Kirby is not alone. A California Department of Water Resources task force, two consultants hired by homeowners and Ontario airport officials have all expressed doubts about the debris basin--a stadium-like structure formed by the 57-foot-high dam at the mouth of the canyon.

The corps built the dam above the levee and turned it over to San Bernardino County.

Several hundred people live just below the levee; several thousand live in the flood plain. The levee’s removal is part of a plan, approved by city and San Bernardino County officials, to build 40 more homes, some of them within half a mile of the dam. The airport is seven miles south of the dam.

The state Department of Education has halted funding for the construction of a high school in the flood plain. And both U.S. Sens. Barbara Boxer and Dianne Feinstein have urged the corps to reevaluate the plan, saying it might pose a threat to public safety.
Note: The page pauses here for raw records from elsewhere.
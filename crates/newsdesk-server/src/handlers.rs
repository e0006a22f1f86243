//! HTTP request handlers for the analysis service.
//!
//! Implements the article analysis and health check endpoints using axum.

use crate::config::ServerConfig;
use crate::document::{extract_text, DocumentError, DocumentFormat};
use axum::{
    body::Bytes,
    extract::{
        multipart::{MultipartError, MultipartRejection},
        DefaultBodyLimit, Multipart, State,
    },
    http::{HeaderValue, StatusCode},
    response::{IntoResponse, Json, Response},
    routing::{get, post},
    Router,
};
use newsdesk_analyzer::{Analyzer, AnalyzerError};
use newsdesk_domain::{normalize, AnalysisResult, LlmProvider};
use serde::{Deserialize, Serialize};
use std::sync::Arc;
use tower_http::cors::{AllowHeaders, AllowMethods, AllowOrigin, CorsLayer};
use tower_http::trace::TraceLayer;
use tracing::{error, info, info_span, warn, Instrument};
use uuid::Uuid;

const MISSING_INPUT: &str = "Either file or text must be provided";
const UNSUPPORTED_FORMAT: &str = "Only .txt and .docx files are supported";
const PROCESSING_FAILED: &str = "An error occurred while processing the article";

/// Shared application state
pub struct AppState<L: LlmProvider> {
    /// Analysis pipeline shared by all requests
    pub analyzer: Arc<Analyzer<L>>,
}

impl<L: LlmProvider> AppState<L> {
    /// Wrap an analyzer for sharing across requests
    pub fn new(analyzer: Analyzer<L>) -> Self {
        Self {
            analyzer: Arc::new(analyzer),
        }
    }
}

// Derived Clone would require L: Clone
impl<L: LlmProvider> Clone for AppState<L> {
    fn clone(&self) -> Self {
        Self {
            analyzer: Arc::clone(&self.analyzer),
        }
    }
}

/// Health check response
#[derive(Debug, Serialize, Deserialize)]
pub struct HealthResponse {
    /// Always "ok" while the process is serving
    pub status: String,
    /// Server version
    pub version: String,
}

/// Error response
#[derive(Debug, Serialize, Deserialize)]
pub struct ErrorResponse {
    /// Error message
    pub detail: String,
}

/// Application error type
#[derive(Debug)]
pub enum AppError {
    /// The request cannot be analyzed as sent
    BadRequest(String),
    /// Something failed on our side; the message is logged, not returned
    Internal(String),
}

impl IntoResponse for AppError {
    fn into_response(self) -> Response {
        let (status, detail) = match self {
            AppError::BadRequest(msg) => (StatusCode::BAD_REQUEST, msg),
            AppError::Internal(msg) => {
                error!("Error analyzing article: {}", msg);
                (StatusCode::INTERNAL_SERVER_ERROR, PROCESSING_FAILED.to_string())
            }
        };

        (status, Json(ErrorResponse { detail })).into_response()
    }
}

impl From<AnalyzerError> for AppError {
    fn from(e: AnalyzerError) -> Self {
        match e {
            AnalyzerError::InvalidInput { minimum, .. } => AppError::BadRequest(format!(
                "Article text is too short (minimum {} characters required)",
                minimum
            )),
            other => AppError::Internal(other.to_string()),
        }
    }
}

impl From<DocumentError> for AppError {
    fn from(e: DocumentError) -> Self {
        AppError::BadRequest(e.to_string())
    }
}

impl From<MultipartError> for AppError {
    fn from(e: MultipartError) -> Self {
        AppError::BadRequest(e.body_text())
    }
}

impl From<MultipartRejection> for AppError {
    fn from(e: MultipartRejection) -> Self {
        AppError::BadRequest(e.body_text())
    }
}

struct Upload {
    filename: String,
    bytes: Bytes,
}

#[derive(Default)]
struct Submission {
    file: Option<Upload>,
    text: Option<String>,
}

/// Collect the `file` and `text` parts; other parts are ignored
async fn read_submission(mut multipart: Multipart) -> Result<Submission, AppError> {
    let mut submission = Submission::default();

    while let Some(field) = multipart.next_field().await? {
        let name = field.name().map(str::to_owned);
        match name.as_deref() {
            Some("file") => {
                let filename = field.file_name().unwrap_or_default().to_string();
                let bytes = field.bytes().await?;
                // Browsers send an unnamed empty part for an untouched file input
                if !filename.is_empty() {
                    submission.file = Some(Upload { filename, bytes });
                }
            }
            Some("text") => {
                let text = field.text().await?;
                if !text.is_empty() {
                    submission.text = Some(text);
                }
            }
            _ => {}
        }
    }

    Ok(submission)
}

/// POST /analyze - Summarize an article and extract its entities
///
/// Accepts `multipart/form-data` with a `file` part (`.txt` or `.docx`) or
/// a `text` part. The file wins when both are sent.
async fn analyze_article<L>(
    State(state): State<AppState<L>>,
    multipart: Result<Multipart, MultipartRejection>,
) -> Result<Json<AnalysisResult>, AppError>
where
    L: LlmProvider + 'static,
{
    let request_id = Uuid::now_v7();
    let span = info_span!("analyze", %request_id);

    async move {
        let submission = read_submission(multipart?).await?;

        let article = match (submission.file, submission.text) {
            (Some(upload), _) => {
                info!("Processing uploaded file: {}", upload.filename);
                let format = DocumentFormat::from_filename(&upload.filename)
                    .ok_or_else(|| AppError::BadRequest(UNSUPPORTED_FORMAT.to_string()))?;

                let bytes = upload.bytes;
                tokio::task::spawn_blocking(move || extract_text(&bytes, format))
                    .await
                    .map_err(|e| AppError::Internal(format!("Document task failed: {}", e)))??
            }
            (None, Some(text)) => {
                info!("Processing text input");
                normalize(&text)
            }
            (None, None) => return Err(AppError::BadRequest(MISSING_INPUT.to_string())),
        };

        let result = state.analyzer.analyze(&article).await?;
        Ok::<_, AppError>(Json(result))
    }
    .instrument(span)
    .await
}

/// GET /health - Liveness check
async fn health_check() -> Json<HealthResponse> {
    Json(HealthResponse {
        status: "ok".to_string(),
        version: env!("CARGO_PKG_VERSION").to_string(),
    })
}

/// CORS for the configured origins, with credentials
///
/// A `*` entry echoes back whatever origin asks; a literal wildcard header
/// is not allowed alongside credentials.
fn cors_layer(origins: &[String]) -> CorsLayer {
    let allow_origin = if origins.iter().any(|origin| origin.trim() == "*") {
        AllowOrigin::mirror_request()
    } else {
        let origins: Vec<HeaderValue> = origins
            .iter()
            .filter_map(|origin| match origin.parse::<HeaderValue>() {
                Ok(value) => Some(value),
                Err(_) => {
                    warn!("Ignoring invalid CORS origin: {}", origin);
                    None
                }
            })
            .collect();
        AllowOrigin::list(origins)
    };

    CorsLayer::new()
        .allow_origin(allow_origin)
        .allow_methods(AllowMethods::mirror_request())
        .allow_headers(AllowHeaders::mirror_request())
        .allow_credentials(true)
}

/// Create the axum router with all routes and middleware
pub fn create_router<L>(state: AppState<L>, config: &ServerConfig) -> Router
where
    L: LlmProvider + 'static,
{
    Router::new()
        .route("/analyze", post(analyze_article::<L>))
        .route("/health", get(health_check))
        .layer(DefaultBodyLimit::max(config.max_upload_bytes))
        .layer(cors_layer(&config.cors_origins))
        .layer(TraceLayer::new_for_http())
        .with_state(state)
}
“I don’t care if they build houses up here,” said William Hawkins, a general contractor and neighborhood resident. “The biggest problem is that the city, the county and the federal government have ignored a very basic safety issue that could affect thousands of people.”

Corps officials concede the project could not hold back the amount of flood debris for which it was designed, but they say it meets federal criteria for flood safety and can contain the amount of water generated by a so-called 100-year flood. That is a flood with a 1% chance of occurring in any given year.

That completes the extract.